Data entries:

****************************************

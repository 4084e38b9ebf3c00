//! Upload-to-report workflows: split a quoted payload, then scan it.

mod common;

use common::jan_token;
use somnolog::detect::{analyze, ErrorKind};
use somnolog::payload::{split_tokens, token_count};
use somnolog_wire::ERASED_RECORD_B64;

#[test]
fn quoted_upload_scans_clean() {
    let nights = [
        jan_token([16, 22, 0], [16, 23, 0]),
        jan_token([17, 0, 0], [17, 1, 0]),
    ];
    let payload = format!("\"{}\"", nights.join("\",\""));

    let tokens = split_tokens(&payload, false);
    assert_eq!(tokens, nights);

    let outcome = analyze(&tokens);
    assert!(outcome.result.is_clean());
    assert_eq!(outcome.corrected_count, token_count(&payload));
}

#[test]
fn newest_first_upload_is_reversed_before_scanning() {
    // Order matters: scanned newest-first, the 7200 s gap points
    // backwards and the band never fires.
    let older = jan_token([15, 22, 0], [16, 6, 0]);
    let newer = jan_token([16, 8, 0], [16, 12, 0]);
    let payload = format!("\"{newer}\",\"{older}\"");

    let forward = analyze(&split_tokens(&payload, true));
    assert_eq!(forward.result.count(ErrorKind::MissingData), 1);

    let backward = analyze(&split_tokens(&payload, false));
    assert_eq!(backward.result.count(ErrorKind::MissingData), 0);
}

#[test]
fn escaped_upload_with_duplicates() {
    let night = jan_token([15, 22, 0], [16, 6, 0]);
    let payload = format!(r#"\"{night}\",\"{night}\""#);

    let tokens = split_tokens(&payload, false);
    assert_eq!(tokens.len(), 2);

    let outcome = analyze(&tokens);
    assert_eq!(outcome.result.count(ErrorKind::DuplicateRecord), 1);
    assert_eq!(outcome.corrected_count, 1);
}

#[test]
fn erased_slots_survive_the_splitter() {
    // The sentinel's slashes and padding must pass through splitting
    // intact, or the scanner would misread it as corruption.
    let night = jan_token([15, 22, 0], [16, 6, 0]);
    let payload = format!("\"{night}\",\"{ERASED_RECORD_B64}\"");

    let tokens = split_tokens(&payload, false);
    assert_eq!(tokens[1], ERASED_RECORD_B64);

    let outcome = analyze(&tokens);
    assert_eq!(outcome.result.count(ErrorKind::AllBytesFf), 1);
    assert_eq!(outcome.result.count(ErrorKind::DataCorrupted), 0);
}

****************************************

| Task |
The records above need copying. Do it exactly.

| Task answer |
repository 4084e38b9ebf3c00
//! Upload-to-report workflows: split a quoted payload, then scan it.

mod common;

use common::jan_token;
use somnolog::detect::{analyze, ErrorKind};
use somnolog::payload::{split_tokens, token_count};
use somnolog_wire::ERASED_RECORD_B64;

#[test]
fn quoted_upload_scans_clean() {
    let nights = [
        jan_token([16, 22, 0], [16, 23, 0]),
        jan_token([17, 0, 0], [17, 1, 0]),
    ];
    let payload = format!("\"{}\"", nights.join("\",\""));

    let tokens = split_tokens(&payload, false);
    assert_eq!(tokens, nights);

    let outcome = analyze(&tokens);
    assert!(outcome.result.is_clean());
    assert_eq!(outcome.corrected_count, token_count(&payload));
}

#[test]
fn newest_first_upload_is_reversed_before_scanning() {
    // Order matters: scanned newest-first, the 7200 s gap points
    // backwards and the band never fires.
    let older = jan_token([15, 22, 0], [16, 6, 0]);
    let newer = jan_token([16, 8, 0], [16, 12, 0]);
    let payload = format!("\"{newer}\",\"{older}\"");

    let forward = analyze(&split_tokens(&payload, true));
    assert_eq!(forward.result.count(ErrorKind::MissingData), 1);

    let backward = analyze(&split_tokens(&payload, false));
    assert_eq!(backward.result.count(ErrorKind::MissingData), 0);
}

#[test]
fn escaped_upload_with_duplicates() {
    let night = jan_token([15, 22, 0], [16, 6, 0]);
    let payload = format!(r#"\"{night}\",\"{night}\""#);

    let tokens = split_tokens(&payload, false);
    assert_eq!(tokens.len(), 2);

    let outcome = analyze(&tokens);
    assert_eq!(outcome.result.count(ErrorKind::DuplicateRecord), 1);
    assert_eq!(outcome.corrected_count, 1);
}

#[test]
fn erased_slots_survive_the_splitter() {
    // The sentinel's slashes and padding must pass through splitting
    // intact, or the scanner would misread it as corruption.
    let night = jan_token([15, 22, 0], [16, 6, 0]);
    let payload = format!("\"{night}\",\"{ERASED_RECORD_B64}\"");

    let tokens = split_tokens(&payload, false);
    assert_eq!(tokens[1], ERASED_RECORD_B64);

    let outcome = analyze(&tokens);
    assert_eq!(outcome.result.count(ErrorKind::AllBytesFf), 1);
    assert_eq!(outcome.result.count(ErrorKind::DataCorrupted), 0);
}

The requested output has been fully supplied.